> TASK TO COMPLETE
Could you return every record below exactly as it is written?

Collected data:
----

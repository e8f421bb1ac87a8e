//! Key-layout metadata and key extraction from argument vectors.

/// Key position layout of one command, indices counted over the full argument vector including
/// the command name at position 0.
#[derive(Debug, Clone, Copy, PartialEq, Eq)]
pub struct KeySpec {
    /// First key position; `0` means the command has no keys.
    pub first_key: u32,
    /// Last key position; `-1` means keys run to the end of the arguments.
    pub last_key: i32,
    /// Distance between consecutive keys (`2` for `MSET`-style key/value interleaving).
    pub key_step: u32,
}

impl KeySpec {
    /// Layout for a command without keys.
    #[must_use]
    pub const fn none() -> Self {
        Self {
            first_key: 0,
            last_key: 0,
            key_step: 0,
        }
    }

    /// Layout with explicit positions; `key_step` of zero is normalized to one.
    #[must_use]
    pub const fn new(first_key: u32, last_key: i32, key_step: u32) -> Self {
        Self {
            first_key,
            last_key,
            key_step: if key_step == 0 { 1 } else { key_step },
        }
    }

    /// Whether this command references keys at all.
    #[must_use]
    pub fn has_keys(&self) -> bool {
        self.first_key > 0
    }

    /// Resolves the concrete key index range for an argument vector of `arg_count` entries.
    #[must_use]
    pub fn key_range(&self, arg_count: usize) -> Option<KeyRange> {
        if !self.has_keys() {
            return None;
        }
        let start = self.first_key as usize;
        let end = if self.last_key < 0 {
            arg_count
        } else {
            (self.last_key as usize + 1).min(arg_count)
        };
        if start >= end {
            return None;
        }
        Some(KeyRange {
            start,
            end,
            step: self.key_step as usize,
        })
    }

    /// Extracts the key arguments referenced by this layout.
    #[must_use]
    pub fn extract_keys(&self, args: &[Vec<u8>]) -> Vec<Vec<u8>> {
        let Some(range) = self.key_range(args.len()) else {
            return Vec::new();
        };
        args[range.start..range.end]
            .iter()
            .step_by(range.step)
            .cloned()
            .collect()
    }
}

/// Extracts the keys referenced by one command, honoring the dynamic layout of `EVAL`-style
/// commands whose key count is carried in the arguments themselves.
#[must_use]
pub fn determine_keys(name: &str, spec: &KeySpec, args: &[Vec<u8>]) -> Vec<Vec<u8>> {
    if matches!(name, "EVAL" | "EVALSHA") {
        let declared = args
            .get(2)
            .and_then(|raw| std::str::from_utf8(raw).ok())
            .and_then(|text| text.parse::<usize>().ok())
            .unwrap_or(0);
        let start = 3.min(args.len());
        let end = (3 + declared).min(args.len());
        return args[start..end].to_vec();
    }
    spec.extract_keys(args)
}

/// Resolved key index range: `[start, end)` stepping by `step`.
#[derive(Debug, Clone, Copy, PartialEq, Eq)]
pub struct KeyRange {
    /// First key index.
    pub start: usize,
    /// One past the last possible key index.
    pub end: usize,
    /// Distance between consecutive keys.
    pub step: usize,
}

impl KeyRange {
    /// Iterates the key indices in this range.
    pub fn indices(&self) -> impl Iterator<Item = usize> + use<> {
        (self.start..self.end).step_by(self.step)
    }
}

#[cfg(test)]
mod tests {
    use super::KeySpec;
    use googletest::prelude::*;
    use rstest::rstest;

    fn args(parts: &[&str]) -> Vec<Vec<u8>> {
        parts.iter().map(|part| part.as_bytes().to_vec()).collect()
    }

    #[rstest]
    fn single_key_layout_extracts_one_key() {
        let spec = KeySpec::new(1, 1, 1);
        let keys = spec.extract_keys(&args(&["SET", "k", "v"]));
        assert_that!(keys, eq(&vec![b"k".to_vec()]));
    }

    #[rstest]
    fn open_ended_layout_extracts_all_trailing_keys() {
        let spec = KeySpec::new(1, -1, 1);
        let keys = spec.extract_keys(&args(&["MGET", "a", "b", "c"]));
        assert_that!(keys, eq(&vec![b"a".to_vec(), b"b".to_vec(), b"c".to_vec()]));
    }

    #[rstest]
    fn interleaved_layout_skips_values() {
        let spec = KeySpec::new(1, -1, 2);
        let keys = spec.extract_keys(&args(&["MSET", "a", "1", "b", "2"]));
        assert_that!(keys, eq(&vec![b"a".to_vec(), b"b".to_vec()]));
    }

    #[rstest]
    fn keyless_layout_yields_nothing() {
        let spec = KeySpec::none();
        assert_that!(spec.has_keys(), eq(false));
        assert_that!(spec.extract_keys(&args(&["PING"])).is_empty(), eq(true));
    }

    #[rstest]
    fn eval_keys_follow_the_declared_count() {
        let spec = KeySpec::none();
        let argv = args(&["EVAL", "return 1", "2", "k1", "k2", "extra"]);
        let keys = super::determine_keys("EVAL", &spec, &argv);
        assert_that!(keys, eq(&vec![b"k1".to_vec(), b"k2".to_vec()]));
    }
}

----

> REPLY
repository e8f421bb1ac87a8e
//! Key-layout metadata and key extraction from argument vectors.

/// Key position layout of one command, indices counted over the full argument vector including
/// the command name at position 0.
#[derive(Debug, Clone, Copy, PartialEq, Eq)]
pub struct KeySpec {
    /// First key position; `0` means the command has no keys.
    pub first_key: u32,
    /// Last key position; `-1` means keys run to the end of the arguments.
    pub last_key: i32,
    /// Distance between consecutive keys (`2` for `MSET`-style key/value interleaving).
    pub key_step: u32,
}

impl KeySpec {
    /// Layout for a command without keys.
    #[must_use]
    pub const fn none() -> Self {
        Self {
            first_key: 0,
            last_key: 0,
            key_step: 0,
        }
    }

    /// Layout with explicit positions; `key_step` of zero is normalized to one.
    #[must_use]
    pub const fn new(first_key: u32, last_key: i32, key_step: u32) -> Self {
        Self {
            first_key,
            last_key,
            key_step: if key_step == 0 { 1 } else { key_step },
        }
    }

    /// Whether this command references keys at all.
    #[must_use]
    pub fn has_keys(&self) -> bool {
        self.first_key > 0
    }

    /// Resolves the concrete key index range for an argument vector of `arg_count` entries.
    #[must_use]
    pub fn key_range(&self, arg_count: usize) -> Option<KeyRange> {
        if !self.has_keys() {
            return None;
        }
        let start = self.first_key as usize;
        let end = if self.last_key < 0 {
            arg_count
        } else {
            (self.last_key as usize + 1).min(arg_count)
        };
        if start >= end {
            return None;
        }
        Some(KeyRange {
            start,
            end,
            step: self.key_step as usize,
        })
    }

    /// Extracts the key arguments referenced by this layout.
    #[must_use]
    pub fn extract_keys(&self, args: &[Vec<u8>]) -> Vec<Vec<u8>> {
        let Some(range) = self.key_range(args.len()) else {
            return Vec::new();
        };
        args[range.start..range.end]
            .iter()
            .step_by(range.step)
            .cloned()
            .collect()
    }
}

/// Extracts the keys referenced by one command, honoring the dynamic layout of `EVAL`-style
/// commands whose key count is carried in the arguments themselves.
#[must_use]
pub fn determine_keys(name: &str, spec: &KeySpec, args: &[Vec<u8>]) -> Vec<Vec<u8>> {
    if matches!(name, "EVAL" | "EVALSHA") {
        let declared = args
            .get(2)
            .and_then(|raw| std::str::from_utf8(raw).ok())
            .and_then(|text| text.parse::<usize>().ok())
            .unwrap_or(0);
        let start = 3.min(args.len());
        let end = (3 + declared).min(args.len());
        return args[start..end].to_vec();
    }
    spec.extract_keys(args)
}

/// Resolved key index range: `[start, end)` stepping by `step`.
#[derive(Debug, Clone, Copy, PartialEq, Eq)]
pub struct KeyRange {
    /// First key index.
    pub start: usize,
    /// One past the last possible key index.
    pub end: usize,
    /// Distance between consecutive keys.
    pub step: usize,
}

impl KeyRange {
    /// Iterates the key indices in this range.
    pub fn indices(&self) -> impl Iterator<Item = usize> + use<> {
        (self.start..self.end).step_by(self.step)
    }
}

#[cfg(test)]
mod tests {
    use super::KeySpec;
    use googletest::prelude::*;
    use rstest::rstest;

    fn args(parts: &[&str]) -> Vec<Vec<u8>> {
        parts.iter().map(|part| part.as_bytes().to_vec()).collect()
    }

    #[rstest]
    fn single_key_layout_extracts_one_key() {
        let spec = KeySpec::new(1, 1, 1);
        let keys = spec.extract_keys(&args(&["SET", "k", "v"]));
        assert_that!(keys, eq(&vec![b"k".to_vec()]));
    }

    #[rstest]
    fn open_ended_layout_extracts_all_trailing_keys() {
        let spec = KeySpec::new(1, -1, 1);
        let keys = spec.extract_keys(&args(&["MGET", "a", "b", "c"]));
        assert_that!(keys, eq(&vec![b"a".to_vec(), b"b".to_vec(), b"c".to_vec()]));
    }

    #[rstest]
    fn interleaved_layout_skips_values() {
        let spec = KeySpec::new(1, -1, 2);
        let keys = spec.extract_keys(&args(&["MSET", "a", "1", "b", "2"]));
        assert_that!(keys, eq(&vec![b"a".to_vec(), b"b".to_vec()]));
    }

    #[rstest]
    fn keyless_layout_yields_nothing() {
        let spec = KeySpec::none();
        assert_that!(spec.has_keys(), eq(false));
        assert_that!(spec.extract_keys(&args(&["PING"])).is_empty(), eq(true));
    }

    #[rstest]
    fn eval_keys_follow_the_declared_count() {
        let spec = KeySpec::none();
        let argv = args(&["EVAL", "return 1", "2", "k1", "k2", "extra"]);
        let keys = super::determine_keys("EVAL", &spec, &argv);
        assert_that!(keys, eq(&vec![b"k1".to_vec(), b"k2".to_vec()]));
    }
}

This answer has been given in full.